We Wept is a Seattle, Washington hard rock project led by Joshua W. Turner. Musically, the project carries the weight of 90s grunge and hard rock, with influences such as Soundgarden, Alice in Chains and Nirvana, but its deeper centre is shaped by Christian themes of hope, healing and faith.

== History ==
Turner started We Wept in 2023 with the same motivation that first led him to play music as a teenager in his bedroom: to create music he genuinely thought was cool, without any expectation of success or need for approval from others. This mindset enables him to write and record quickly, free from second-guessing or pressure to conform to any industry mold.

At the time We Wept was formed, rock music was not widely popular in the mainstream, so there was no external reward he was chasing. To his surprise, when he released the first We Wept song, “Bury Me,” he was shocked by the level of streams and interest it received. He followed it with “Not Satisfied,” which gained even more traction.

As Turner continued releasing music, each song consistently reached thousands upon thousands of streams. He realized there was a genuine audience that connected deeply with the same style of music he loved—regardless of whether it was popular in the mainstream. At the time of this publication, We Wept has accumulated over a quarter of a million streams on Spotify alone.

Momentum continued to build as radio stations began reaching out to play We Wept songs, and magazines started requesting interviews. Ironically, the success Turner had pursued over his 20 years in music came when he returned to his roots—letting go of industry expectations and focusing on creating honest, heartfelt music.

The mission of We Wept is to reach the broken and the lost, offering music as both a voice and a source of healing for the heart and soul—just as Turner needed when he was a brokenhearted 16-year-old in his bedroom.

On July 20, 2026, We Wept released their three-song EP album entitled Guardian. This collection of songs was a big departure for the band sonically incorporating instruments such as synthesizers and pianos, showing a deeper more sensitive side to their music.
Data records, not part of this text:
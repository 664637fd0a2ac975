//! Application state

mod state;

pub use state::AppState;
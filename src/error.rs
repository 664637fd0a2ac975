//! Error taxonomy for the game core.
//!
//! Invalid player intents are not errors at all: they are silently
//! dropped by the room (the offending client simply sees no state
//! change). `GameError` covers the cases that must be surfaced.

use thiserror::Error;

#[derive(Debug, Error)]
pub enum GameError {
    /// A grid access with indices outside the configured width/height.
    /// Callers inside the core are expected to bounds-check first, so
    /// hitting this means corrupted state. It terminates the affected
    /// room only, never the service.
    #[error("internal error: {0}")]
    Internal(String),
}

impl GameError {
    pub fn internal(msg: impl Into<String>) -> Self {
        Self::Internal(msg.into())
    }
}
//! WebSocket transport

pub mod handler;
pub mod protocol;
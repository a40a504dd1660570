pub mod domain;
pub mod error;
pub mod protocol;

pub use domain::{Employee, EmployeeStatus, PersonId};
pub use error::DomainError;
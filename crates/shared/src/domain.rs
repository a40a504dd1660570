use std::fmt;

use chrono::{DateTime, Utc};
use serde::{Deserialize, Serialize};
use uuid::Uuid;

use crate::{
    error::DomainError,
    protocol::{optional_timestamp, timestamp},
};

#[derive(Debug, Clone, PartialEq, Eq, Hash, Serialize, Deserialize)]
#[serde(transparent)]
pub struct PersonId(String);

impl PersonId {
    pub fn new(raw: impl Into<String>) -> Self {
        Self(raw.into())
    }

    /// Fresh random v4 identifier in the canonical 36-character layout.
    pub fn generate() -> Self {
        Self(Uuid::new_v4().to_string())
    }

    pub fn as_str(&self) -> &str {
        &self.0
    }
}

impl fmt::Display for PersonId {
    fn fmt(&self, f: &mut fmt::Formatter<'_>) -> fmt::Result {
        f.write_str(&self.0)
    }
}

#[derive(Debug, Clone, Copy, PartialEq, Eq, Hash, Serialize, Deserialize)]
#[serde(try_from = "i64", into = "i64")]
pub enum EmployeeStatus {
    Active,
    Inactive,
}

impl EmployeeStatus {
    pub fn from_toggle(active: bool) -> Self {
        if active {
            Self::Active
        } else {
            Self::Inactive
        }
    }

    pub fn is_active(self) -> bool {
        self == Self::Active
    }

    pub fn code(self) -> i64 {
        match self {
            Self::Active => 0,
            Self::Inactive => 1,
        }
    }

    pub fn label(self) -> &'static str {
        match self {
            Self::Active => "Active",
            Self::Inactive => "Inactive",
        }
    }

    pub fn css_class(self) -> &'static str {
        match self {
            Self::Active => "status-active",
            Self::Inactive => "status-inactive",
        }
    }
}

impl TryFrom<i64> for EmployeeStatus {
    type Error = DomainError;

    fn try_from(value: i64) -> Result<Self, Self::Error> {
        match value {
            0 => Ok(Self::Active),
            1 => Ok(Self::Inactive),
            other => Err(DomainError::InvalidStatus(other)),
        }
    }
}

impl From<EmployeeStatus> for i64 {
    fn from(value: EmployeeStatus) -> Self {
        value.code()
    }
}

#[derive(Debug, Clone, PartialEq, Eq, Serialize, Deserialize)]
#[serde(rename_all = "PascalCase")]
pub struct Employee {
    #[serde(rename = "PersonID")]
    pub person_id: PersonId,
    pub first_name: String,
    pub last_name: String,
    #[serde(rename = "SSN")]
    pub ssn: String,
    pub employee_no: String,
    #[serde(with = "timestamp")]
    pub employment_start_date: DateTime<Utc>,
    #[serde(default, with = "optional_timestamp")]
    pub employment_end_date: Option<DateTime<Utc>>,
    pub status: EmployeeStatus,
    pub last_updated_by: String,
    #[serde(with = "timestamp")]
    pub last_updated_date: DateTime<Utc>,
}

impl Employee {
    pub fn full_name(&self) -> String {
        format!("{} {}", self.first_name, self.last_name)
    }
}

#[cfg(test)]
mod tests {
    use chrono::TimeZone;
    use serde_json::json;

    use super::*;

    fn sample() -> Employee {
        let ts = Utc.with_ymd_and_hms(2024, 1, 2, 3, 4, 5).unwrap();
        Employee {
            person_id: PersonId::new("4a1f0c2e-8b5d-4e3a-9f6b-1c2d3e4f5a6b"),
            first_name: "Ada".to_string(),
            last_name: "Lovelace".to_string(),
            ssn: "111-11-1111".to_string(),
            employee_no: "E-100".to_string(),
            employment_start_date: ts,
            employment_end_date: None,
            status: EmployeeStatus::Active,
            last_updated_by: "testUser".to_string(),
            last_updated_date: ts,
        }
    }

    #[test]
    fn serializes_with_resource_field_names() {
        let value = serde_json::to_value(sample()).unwrap();
        assert_eq!(
            value,
            json!({
                "PersonID": "4a1f0c2e-8b5d-4e3a-9f6b-1c2d3e4f5a6b",
                "FirstName": "Ada",
                "LastName": "Lovelace",
                "SSN": "111-11-1111",
                "EmployeeNo": "E-100",
                "EmploymentStartDate": "2024-01-02T03:04:05.000Z",
                "EmploymentEndDate": null,
                "Status": 0,
                "LastUpdatedBy": "testUser",
                "LastUpdatedDate": "2024-01-02T03:04:05.000Z"
            })
        );
    }

    #[test]
    fn decodes_server_shape_without_end_date() {
        let employee: Employee = serde_json::from_value(json!({
            "PersonID": "abc",
            "FirstName": "Grace",
            "LastName": "Hopper",
            "SSN": "222-22-2222",
            "EmployeeNo": "E-7",
            "EmploymentStartDate": "2023-06-01T00:00:00",
            "Status": 1,
            "LastUpdatedBy": "someone",
            "LastUpdatedDate": "2023-06-01T08:00:00Z"
        }))
        .unwrap();

        assert_eq!(employee.status, EmployeeStatus::Inactive);
        assert_eq!(employee.employment_end_date, None);
        assert_eq!(employee.full_name(), "Grace Hopper");
    }

    #[test]
    fn rejects_status_outside_active_inactive() {
        let mut value = serde_json::to_value(sample()).unwrap();
        value["Status"] = json!(2);
        let err = serde_json::from_value::<Employee>(value).unwrap_err();
        assert!(err.to_string().contains("invalid employee status code 2"));
    }

    #[test]
    fn status_label_is_active_only_for_code_zero() {
        for code in [0_i64, 1] {
            let status = EmployeeStatus::try_from(code).unwrap();
            assert_eq!(status.label() == "Active", code == 0);
            assert_eq!(i64::from(status), code);
        }
        assert_eq!(EmployeeStatus::from_toggle(true), EmployeeStatus::Active);
        assert_eq!(EmployeeStatus::from_toggle(false), EmployeeStatus::Inactive);
    }

    #[test]
    fn generated_ids_are_canonical_v4() {
        let id = PersonId::generate();
        let raw = id.as_str();
        assert_eq!(raw.len(), 36);
        let groups: Vec<usize> = raw.split('-').map(str::len).collect();
        assert_eq!(groups, vec![8, 4, 4, 4, 12]);
        assert_eq!(raw.as_bytes()[14], b'4');
        assert!(raw.chars().all(|c| c == '-' || c.is_ascii_hexdigit()));
        assert_ne!(id, PersonId::generate());
    }
}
== Warrior Freedom Publishing ==
In 2023, We Wept entered into a publishing agreement with Warrior Freedom Publishing. Warrior Freedom Publishing is an active music publishing company founded by Joshua W. Turner and registered with BMI (Broadcast Music, Inc.). The company holds and manages the publishing shares for all We Wept works.

== Equipment ==
Joshua W. Turner’s guitar rig for We Wept is a blend of tone, workhorse gear, and experimentation, reflecting his raw approach to songwriting and recording.

Guitars

Turner rotates between several guitars, each bringing its own tonal character to the band's sound:

- Gibson Les Paul Studio – his go-to for thick, punchy tones and sustain-driven leads.
- Fender Stratocaster – adds clarity, brightness, and dynamic expression.
- Epiphone Les Paul Custom Pro – a reliable secondary Les Paul with a slightly different edge.
- Squier Jazzmaster – used for more ambient textures and alternative tones.
- Squier Classic Vibe ‘70s Bass – handles all bass duties in recordings, delivering warm, vintage-inspired low end.

Amplifier

- Peavey Bandit 112 (Red Stripe) – Turner relies on this solid-state classic for its durability, versatility, and surprisingly rich tone. It serves as the backbone of his live and recorded guitar sound.

Pedals

Turner's pedalboard is straightforward but expressive, focused on core tones with room for unique textures:

- NUX XTC OD Distortion – provides his main overdrive and distortion tones.
- Donner Stylish Fuzz – adds grit and character for heavier or more experimental sections.
- Donner Twin Series Tap Delay – adds an atmospheric touch to his guitar tone
- Dunlop Cry Baby Wah – used for expressive leads and dynamic filtering.
- Custom Pedals by Mariner Valley Audio (Seattle) – unique, handcrafted effects that contribute to We Wept's distinctive sonic identity.

Recording Setup

All We Wept music is recorded and produced in Turner's home studio. He keeps his workflow simple and efficient, primarily using:

- Logic Pro
- GarageBand

This minimalist, DIY approach allows Turner to stay creative and productive without overthinking the process—capturing ideas quickly and staying true to the band's unfiltered sound.

Overall Sound

Turner's rig reflects his philosophy: great music doesn't require perfection—just authenticity. By combining dependable gear with creative instincts, he crafts a sound that is both powerful and deeply personal.

== Discography ==

- Bury Me - single (2024)
- Not Satisfied - single (2024)
- Gotta Lotta - single (2025)
- Desperate - single (2025)
- We Wept - EP (2025)
- Safe House - single (2026)
- Live For You - single - (2026)
- Guardian - EP (2026)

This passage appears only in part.